Personal information
- Full name: Raymond Richards
- Date of birth: 18 May 1946 (age 80)
- Place of birth: Croydon, England
- Position: Midfielder

Youth career
- Croydon

Senior career*
- Years: Team / Apps / (Gls)
- 1963–1967: Latrobe Soccer Club
- 1968: Hollandia-Inala
- 1969: Sydney Croatia
- 1969–1977: Marconi
- 1979: APIA Leichhardt / 5 / (0)

International career
- 1967–1975: Australia / 31 / (5)

Managerial career
- 1974–1975: Marconi
- 1979: APIA Leichhardt

= Ray Richards (soccer) =

Australian former football midfielder (born 1946)

Raymond Richards (born 18 May 1946) is an Australian former soccer midfielder. Born in England, he was a member of the Australian 1974 World Cup squad in West Germany and represented the country 31 times in total for 5 goals between 1967 and 1975 as well as representing Queensland and New South Wales.

==Playing career==

===Club career===
Richards started his football career at the semi-professional club Croydon F.C. in London, England. At the age of 16 in 1963, he was offered a professional contract with Leyton Orient F.C., but decided to emigrate to Australia, to play with the Latrobe Soccer Club, based in Brisbane. In mid-1967, he moved to Hollandia-Inala Soccer Club, also in Brisbane, then in 1969 he moved to Sydney to play for Sydney Croatia in Division 1 (at that time, the top tier in the New South Wales competition), before moving to the Marconi Club in Division 2 for the rest of that season.
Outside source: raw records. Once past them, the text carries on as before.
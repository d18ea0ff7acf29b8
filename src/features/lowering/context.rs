//! Per-file lowering state.

use tree_sitter::Node;

use crate::shared::models::ast::Expression;
use crate::shared::models::{Diagnostic, Span};
use crate::shared::utils::tree_sitter::{node_text, node_to_span};

/// Placeholder identifier for a missing left operand.
pub const UNKNOWN_LEFT: &str = "UNKNOWN_LEFT";
/// Placeholder identifier for a missing right operand.
pub const UNKNOWN_RIGHT: &str = "UNKNOWN_RIGHT";
/// Placeholder identifier for an expression form the model cannot represent.
pub const UNSUPPORTED_EXPR: &str = "UNSUPPORTED_EXPR";

/// Mutable state threaded through one file's lowering: the source text and
/// the diagnostics accumulated along the way. Recoverable defects become
/// diagnostics plus placeholder nodes; they never abort the file.
pub(crate) struct LoweringContext<'a> {
    pub(crate) source: &'a str,
    pub(crate) file_path: &'a str,
    diagnostics: Vec<Diagnostic>,
}

impl<'a> LoweringContext<'a> {
    pub(crate) fn new(source: &'a str, file_path: &'a str) -> Self {
        Self {
            source,
            file_path,
            diagnostics: Vec::new(),
        }
    }

    /// Source text covered by a node.
    pub(crate) fn text(&self, node: &Node) -> &'a str {
        node_text(node, self.source)
    }

    pub(crate) fn warn(&mut self, message: impl Into<String>, span: Span) {
        let message = message.into();
        tracing::debug!(file = self.file_path, %message, line = span.start_line, "lowering warning");
        self.diagnostics.push(Diagnostic::warning(message, Some(span)));
    }

    pub(crate) fn note(&mut self, message: impl Into<String>, span: Span) {
        let message = message.into();
        tracing::debug!(file = self.file_path, %message, line = span.start_line, "lowering note");
        self.diagnostics.push(Diagnostic::note(message, Some(span)));
    }

    /// Record a warning and return a marker name standing in for the node.
    pub(crate) fn placeholder(
        &mut self,
        marker: &str,
        node: &Node,
        reason: impl Into<String>,
    ) -> Expression {
        let span = node_to_span(node);
        self.warn(reason, span);
        Expression::name(marker, span)
    }

    pub(crate) fn finish(self) -> Vec<Diagnostic> {
        self.diagnostics
    }
}
//! Statement lowering.
//!
//! Statement lowering is fallible: a structurally broken suite (a `try`
//! with no body) aborts the file, while an unmappable statement form is
//! skipped with a diagnostic so its siblings still lower.

use tree_sitter::Node;

use crate::features::lowering::context::{LoweringContext, UNKNOWN_LEFT, UNKNOWN_RIGHT};
use crate::shared::models::ast::{
    AssertStatement, AsyncStatement, Block, CaseStatement, CatchClause, Comment, DelStatement,
    Expression, ExpressionStatement, ForStatement, GlobalStatement, IfStatement,
    NonlocalStatement, ReturnStatement, SingleVariableDeclaration, Statement, SwitchStatement,
    ThrowStatement, TryStatement, TupleLiteral, WhileStatement, WithContextItem, WithStatement,
    YieldStatement,
};
use crate::shared::models::{LoweringError, Result, Span};
use crate::shared::utils::tree_sitter::{
    children, find_child_by_kind, find_children_by_kind, named_children, node_to_span,
    strip_string_quotes,
};
//! Concrete syntax tree to unified AST lowering.
//!
//! [`PythonAstBuilder`] owns a tree-sitter parser and turns Python source
//! into a [`CompilationUnit`] plus the diagnostics gathered on the way.
//! The [`AstLowerer`] trait is the seam other language frontends plug
//! into.

mod context;
mod declaration;
mod expression;
mod statement;
mod unit;

use rayon::prelude::*;
use tree_sitter::Parser;

use crate::shared::models::ast::CompilationUnit;
use crate::shared::models::{Diagnostic, LoweringError, Result};

use context::LoweringContext;

/// The lowered tree paired with the diagnostics produced while building
/// it. Diagnostics are advisory; the unit is complete either way.
#[derive(Debug, Clone)]
pub struct LoweringOutput {
    pub unit: CompilationUnit,
    pub diagnostics: Vec<Diagnostic>,
}

/// A language frontend that lowers source text into the unified AST.
pub trait AstLowerer {
    fn lower(&mut self, source: &str, file_path: &str) -> Result<LoweringOutput>;

    fn language(&self) -> &'static str;
}

/// Python frontend. Construction configures the grammar once; the parser
/// is reused across files.
pub struct PythonAstBuilder {
    parser: Parser,
}

impl PythonAstBuilder {
    pub fn new() -> Result<Self> {
        let mut parser = Parser::new();
        parser
            .set_language(&tree_sitter_python::language())
            .map_err(|e| LoweringError::ParserInit(e.to_string()))?;
        Ok(Self { parser })
    }
}

impl AstLowerer for PythonAstBuilder {
    fn lower(&mut self, source: &str, file_path: &str) -> Result<LoweringOutput> {
        let tree = self
            .parser
            .parse(source, None)
            .ok_or_else(|| LoweringError::Parse {
                file_path: file_path.to_string(),
            })?;
        tracing::debug!(file = file_path, "lowering python source");

        let mut ctx = LoweringContext::new(source, file_path);
        let unit = ctx.lower_module(&tree.root_node())?;
        let diagnostics = ctx.finish();
        tracing::debug!(
            file = file_path,
            types = unit.types.len(),
            methods = unit.methods.len(),
            diagnostics = diagnostics.len(),
            "lowering complete"
        );
        Ok(LoweringOutput { unit, diagnostics })
    }

    fn language(&self) -> &'static str {
        "python"
    }
}

/// Lower a batch of `(path, source)` pairs in parallel, one parser per
/// file. Per-file failures stay per-file.
pub fn lower_files(files: &[(String, String)]) -> Vec<(String, Result<LoweringOutput>)> {
    files
        .par_iter()
        .map(|(path, source)| {
            let result = PythonAstBuilder::new().and_then(|mut builder| builder.lower(source, path));
            (path.clone(), result)
        })
        .collect()
}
Marconi was then promoted to Division 1 after winning the Division 2 premiership in 1969. Richards continued playing for the club, up to and including the first year of the National Soccer League in 1977. In 1979 Richards played five NSL matches for Sydney club APIA Leichhardt before becoming coach of the team in May.
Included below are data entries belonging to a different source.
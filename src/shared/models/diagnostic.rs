//! Structured lowering diagnostics.
//!
//! Unhandled or partially-absent grammar sub-structures do not abort
//! lowering; they degrade to placeholder nodes and record a `Diagnostic`.
//! The full list is returned alongside the lowered tree, preserving order,
//! so tests can assert on it deterministically.

use serde::{Deserialize, Serialize};

use crate::shared::models::Span;

#[derive(Debug, Clone, Copy, PartialEq, Eq, Serialize, Deserialize)]
pub enum Severity {
    /// Input was understood but approximated (heuristic or known gap).
    Note,
    /// Input was not understood; a placeholder node stands in for it.
    Warning,
}

#[derive(Debug, Clone, PartialEq, Eq, Serialize, Deserialize)]
pub struct Diagnostic {
    pub severity: Severity,
    pub message: String,
    pub span: Option<Span>,
}

impl Diagnostic {
    pub fn warning(message: impl Into<String>, span: Option<Span>) -> Self {
        Self {
            severity: Severity::Warning,
            message: message.into(),
            span,
        }
    }

    pub fn note(message: impl Into<String>, span: Option<Span>) -> Self {
        Self {
            severity: Severity::Note,
            message: message.into(),
            span,
        }
    }
}
//! Shared data models: the unified AST, spans, diagnostics, and errors.

pub mod ast;
pub mod diagnostic;
pub mod error;
pub mod span;

pub use diagnostic::{Diagnostic, Severity};
pub use error::{LoweringError, Result};
pub use span::Span;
===International career===
Richards played 31 times for the Australian national team and scored 5 times from 1967 to 1975.

====1974 World Cup====
Richards played in Australia's three matches at the 1974 FIFA World Cup in Germany.
Richards has the dubious honour of being the first Australian to be sent off in a World Cup match, getting his marching orders in Australia's third and final group game against Chile in 1974. He actually received two yellow cards but no red card. It wasn't until the reserve official, Clive Thomas, informed the linesman of the mistake four minutes after the second yellow card that the referee, Jafar Namdar, realised his mistake and ordered him off the field.

==Coaching career==
Between 1974 and 1975, Richards acted as a player/coach at Marconi. From May 1979 until the end of the year he coached APIA after the demise of Jim Adam.

== Dogs ==
Richards later became enthusiastic about dog racing and eventually ran a few greyhounds himself on the racetracks of Australia. He had great success with Tenthill Doll, which he bought for 20,000 dollars, of which he sold a half-share to a friend. In 56 races the bitch, who was called Sally at home, won 31 times, came second 10 times and third seven times, winning 382,660 dollars in the process. Converted into US dollars, she was the highest earning dog in the world at the time, just behind ‘Mo Kick’ from the USA. She was also the first greyhound to win three group one events in succession: the 1996 Golden Easter Egg, Perth Cup and Australian Cup finals. In 1999, she was inducted into the Australian Greyhound Racing Association Hall of Fame.

==Honours==
- Queensland
  - Winner of the league (with Latrobe Soccer Club): 1964, 1966, 1967
  - Winner of the Grand Final (with Latrobe Soccer Club): 1965, 1966
- New South Wales
  - Winner of the Grand Final (with Marconi): 1972, 1973

- Richards has been designated as Socceroo #199 and has been inducted as a member of the Football Federation Australia Football Hall of Fame.